CGI shall notify any rectification or deletion of Personal Data or restriction of Processing carried out in accordance with GDPR requirements to each recipient to whom the Personal Data has been disclosed, unless this proves impossible or involves disproportionate effort. CGI shall inform the Data Subject about those recipients if the Data Subject requests it. CGI will ensure that it handles such requests without undue delay and in accordance with the relevant CGI complaint handling process.

In line with the principles contained in the BCR-C, CGI will provide the appropriate level of protection to the Personal Data it Processes.

To ensure that such principles are effectively taken into account when CGI Processes Personal Data, CGI will identify and implement data protection constraints during the development and delivery lifecycles of any project or service that involves Processing of Personal Data.

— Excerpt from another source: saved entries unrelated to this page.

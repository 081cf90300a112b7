// ir.rs — Dataflow graph container for doff programs
//
// A program is a directed graph of states (control nodes) connected by
// control edges carrying conditions/assignments over scalar symbols. Each
// state owns a local graph of data nodes (access, code, scope entry/exit,
// library, nested program) connected by data edges that name an array, an
// index subset, and an optional write-conflict-resolution operator.
//
// Preconditions: callers construct graphs through the add_* builders.
// Postconditions: node/edge identifiers are stable for the graph's lifetime;
//                 removed data edges leave their slot dead, never reused.
// Failure modes: none (queries on dead edges return None).
// Side effects: none.

use std::collections::BTreeMap;
use std::fmt;

use serde::{Deserialize, Serialize};

// ── Identifiers ─────────────────────────────────────────────────────────────

/// Unique identifier for a state within a program graph.
#[derive(Debug, Clone, Copy, PartialEq, Eq, Hash, PartialOrd, Ord, Serialize, Deserialize)]
pub struct StateId(pub u32);

/// Unique identifier for a data node within a state.
#[derive(Debug, Clone, Copy, PartialEq, Eq, Hash, PartialOrd, Ord, Serialize, Deserialize)]
pub struct NodeId(pub u32);

/// Unique identifier for a data edge within a state.
#[derive(Debug, Clone, Copy, PartialEq, Eq, Hash, PartialOrd, Ord, Serialize, Deserialize)]
pub struct EdgeId(pub u32);

// ── Storage / schedule vocabulary ───────────────────────────────────────────

/// Memory residency of an array.
#[derive(Debug, Clone, Copy, PartialEq, Eq, Serialize, Deserialize)]
pub enum StorageKind {
    HostHeap,
    HostPinned,
    DeviceGlobal,
    DeviceShared,
    Register,
}

impl StorageKind {
    /// Whether device kernels can address this storage directly.
    /// Pinned host memory is mapped into the device address space.
    pub fn device_accessible(self) -> bool {
        matches!(
            self,
            StorageKind::DeviceGlobal | StorageKind::DeviceShared | StorageKind::HostPinned
        )
    }
}

/// Execution target of a scope, library node, or nested program.
#[derive(Debug, Clone, Copy, PartialEq, Eq, Serialize, Deserialize)]
pub enum ScheduleKind {
    HostSequential,
    DeviceParallel,
    DeviceDefault,
}

/// Allocation lifetime of a transient array.
#[derive(Debug, Clone, Copy, PartialEq, Eq, Serialize, Deserialize)]
pub enum AllocLifetime {
    /// Allocated and freed per scope invocation.
    PerScope,
    /// Allocated once for the whole graph (hoisted out of loops).
    WholeGraph,
}

// ── Array descriptors ───────────────────────────────────────────────────────

/// One dimension of an array shape: a compile-time constant or a symbol.
#[derive(Debug, Clone, PartialEq, Eq, Serialize, Deserialize)]
pub enum Dim {
    Const(u64),
    Sym(String),
}

/// Descriptor for one logical array. Every array reference in the graph
/// must resolve to exactly one descriptor in `ProgramGraph::arrays`.
#[derive(Debug, Clone, PartialEq, Serialize, Deserialize)]
pub struct ArrayDesc {
    pub shape: Vec<Dim>,
    pub scalar: bool,
    pub storage: StorageKind,
    /// false = externally supplied input/output; true = internal temporary.
    pub transient: bool,
    pub lifetime: AllocLifetime,
}

impl ArrayDesc {
    /// A non-transient host array with the given shape.
    pub fn array(shape: Vec<Dim>) -> Self {
        ArrayDesc {
            shape,
            scalar: false,
            storage: StorageKind::HostHeap,
            transient: false,
            lifetime: AllocLifetime::PerScope,
        }
    }

    /// A non-transient host scalar.
    pub fn scalar() -> Self {
        ArrayDesc {
            shape: vec![Dim::Const(1)],
            scalar: true,
            storage: StorageKind::HostHeap,
            transient: false,
            lifetime: AllocLifetime::PerScope,
        }
    }

    pub fn transient(mut self) -> Self {
        self.transient = true;
        self
    }

    pub fn with_storage(mut self, storage: StorageKind) -> Self {
        self.storage = storage;
        self
    }

    /// Symbols appearing in the shape (dynamic extents).
    pub fn free_symbols(&self) -> Vec<&str> {
        self.shape
            .iter()
            .filter_map(|d| match d {
                Dim::Sym(s) => Some(s.as_str()),
                Dim::Const(_) => None,
            })
            .collect()
    }

    /// Shapes are compatible when equal; used for shadow collision checks.
    pub fn shape_compatible(&self, other: &ArrayDesc) -> bool {
        self.shape == other.shape && self.scalar == other.scalar
    }
}

// ── Subsets ─────────────────────────────────────────────────────────────────

/// Index range of one dimension: start offset plus extent.
/// `len == None` means the extent is symbolic (unknown at compile time).
#[derive(Debug, Clone, PartialEq, Eq, Serialize, Deserialize)]
pub struct SubsetDim {
    pub start: u64,
    pub len: Option<u64>,
}

/// Index-range subset carried by a data edge.
#[derive(Debug, Clone, PartialEq, Eq, Serialize, Deserialize)]
pub struct Subset {
    pub dims: Vec<SubsetDim>,
}

impl Subset {
    /// The full extent of an array described by `desc`.
    pub fn full(desc: &ArrayDesc) -> Self {
        let dims = desc
            .shape
            .iter()
            .map(|d| SubsetDim {
                start: 0,
                len: match d {
                    Dim::Const(n) => Some(*n),
                    Dim::Sym(_) => None,
                },
            })
            .collect();
        Subset { dims }
    }

    /// A single-element subset.
    pub fn element() -> Self {
        Subset {
            dims: vec![SubsetDim { start: 0, len: Some(1) }],
        }
    }

    /// Total element count, or None if any extent is symbolic.
    pub fn num_elements(&self) -> Option<u64> {
        let mut n = 1u64;
        for d in &self.dims {
            n = n.checked_mul(d.len?)?;
        }
        Some(n)
    }
}

// ── Data nodes ──────────────────────────────────────────────────────────────

/// Scope flavor. Consume scopes model irregular work queues and are not
/// offloadable; their presence anywhere makes the transform inapplicable.
#[derive(Debug, Clone, Copy, PartialEq, Eq, Serialize, Deserialize)]
pub enum ScopeKind {
    Map,
    Consume,
}

/// The kind of a data node.
#[derive(Debug, Clone, PartialEq, Serialize, Deserialize)]
pub enum DataNodeKind {
    /// Denotes one array by name; many access nodes may denote the same array.
    Access { array: String },
    /// Opaque host/device logic with named input/output connectors.
    Code {
        name: String,
        inputs: Vec<String>,
        outputs: Vec<String>,
    },
    /// Opens a parallel region. Primary data connectors are `IN_*`; any other
    /// connector feeds a dynamic bound and must stay host-readable.
    ScopeEntry {
        kind: ScopeKind,
        schedule: ScheduleKind,
        params: Vec<String>,
    },
    /// Closes the region opened by `entry`. Schedule lives on the entry.
    ScopeExit { entry: NodeId },
    /// Opaque library call (external kernel).
    Library { name: String, schedule: ScheduleKind },
    /// Nested sub-program. Connector names are the inner array names.
    Nested {
        graph: Box<ProgramGraph>,
        schedule: ScheduleKind,
    },
}

/// A data node, tagged with its enclosing scope entry (None = top level).
#[derive(Debug, Clone, PartialEq, Serialize, Deserialize)]
pub struct DataNode {
    pub id: NodeId,
    pub kind: DataNodeKind,
    pub scope: Option<NodeId>,
}

impl DataNode {
    pub fn is_access(&self) -> bool {
        matches!(self.kind, DataNodeKind::Access { .. })
    }

    pub fn access_array(&self) -> Option<&str> {
        match &self.kind {
            DataNodeKind::Access { array } => Some(array),
            _ => None,
        }
    }
}

// ── Data edges ──────────────────────────────────────────────────────────────

/// Directed transfer of an array subset between two data nodes.
#[derive(Debug, Clone, PartialEq, Serialize, Deserialize)]
pub struct DataEdge {
    pub id: EdgeId,
    pub src: NodeId,
    pub src_conn: Option<String>,
    pub dst: NodeId,
    pub dst_conn: Option<String>,
    /// Name of the transferred array.
    pub array: String,
    pub subset: Subset,
    /// Write-conflict-resolution operator. Marks the source array as an
    /// effective program input (read-modify-write).
    pub wcr: Option<String>,
}

// ── States ──────────────────────────────────────────────────────────────────

/// A basic-block-like control node owning a local data graph.
///
/// Data edges live in slots so that removal never invalidates the EdgeIds a
/// traversal snapshotted earlier; dead slots stay dead.
#[derive(Debug, Clone, PartialEq, Serialize, Deserialize)]
pub struct State {
    pub id: StateId,
    pub label: String,
    nodes: Vec<DataNode>,
    edges: Vec<Option<DataEdge>>,
}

CGI is responsible for monitoring Processing compliance with Applicable Data Protection Legislation. Consequently, CGI has implemented a privacy impact assessment procedure that enables it to:

(ii) Identify which Processing presents any specific risk for the protection of Personal Data;

(ii) Assess the level of compliance with Applicable Data Protection Legislation Processing principles;

(iii) Assess the level of severity or likelihood of risk associated with the Processing; and

(iv) Determine the corrective measures to be implemented to ensure that Personal Data is Processed in compliance with Applicable Data Protection Legislation and risks are mitigated.

If, after mitigation, the risks to the Data Subjects remain significant, the competent Supervisory Authority will be consulted prior to the start of the intended Processing.

13.1 Regarding the BCR-C

CGI will raise awareness of the BCR-C to encourage compliance with it. CGI will communicate to Data Subjects whose Personal Data is Processed by CGI the information as required by Articles 13 and 14 GDPR (listed in Section 13.2 below), information on their third party beneficiary rights with regards to the Processing of their Personal Data and on the means to exercises those rights, the description of the scope of the BCR-C, the clauses relating to the liability as well as the clauses relating to the data protection principles, to the lawfulness of the Processing, to security and Personal Data breach notifications, to restrictions on onward transfers and the clauses relating to the rights of the Data Subjects (i.e. the key requirements of the BCR-C referenced under Sections 1, 2, 4, 5, 6.2, 7, 8, 9, 10, 13, 18, 19, Appendix A, Appendix B). This information shall be up-to-date, and presented to Data Subjects in a clear, intelligible, and transparent. It will be provided in full, through publication on CGI’s corporate intranet and public facing website for other Data Subjects, as the case may be. The list of definitions which are used in the BCR-C will be included in the parts of the BCR-C which are published.

13.2 Regarding Data Processing

When acting as a Data Controller, CGI will provide Data Subjects with relevant information about the Processing of their Personal Data as required by Applicable Data Protection Legislation, including the following:

• Identity and contact details of the Data Controller;
• Contact details of the Chief Privacy Officer and related team;
• Purposes of the Processing as well as the legal basis for the Processing;
• Entities to which the Personal Data is disclosed and/or made accessible;
• Where applicable, the existence of Transfer of Personal Data out of the EEA, the countries to which the Personal Data is transferred, and the measures implemented to ensure an adequate level of protection;
• Data retention period;
• Rights of the Data Subjects, as defined under Section 10 above;
• Right to lodge a complaint before the Supervisory Authority;
• Explanations regarding the legitimate interest of CGI for the Processing;
• The existence of the right to withdraw consent at any time;
• Whether the provision of Personal Data is a statutory or contractual requirement, or a requirement to enter into a contract, as well as whether the Data Subject is obliged to provide the Personal Data and of the possible consequences of failure to provide such data;
• Where CGI intends to further Process the Personal Data for a purpose other than that for which the Personal Data was collected, CGI will provide the Data Subjects with information on that other purpose and with any relevant further information as detailed earlier in this Section.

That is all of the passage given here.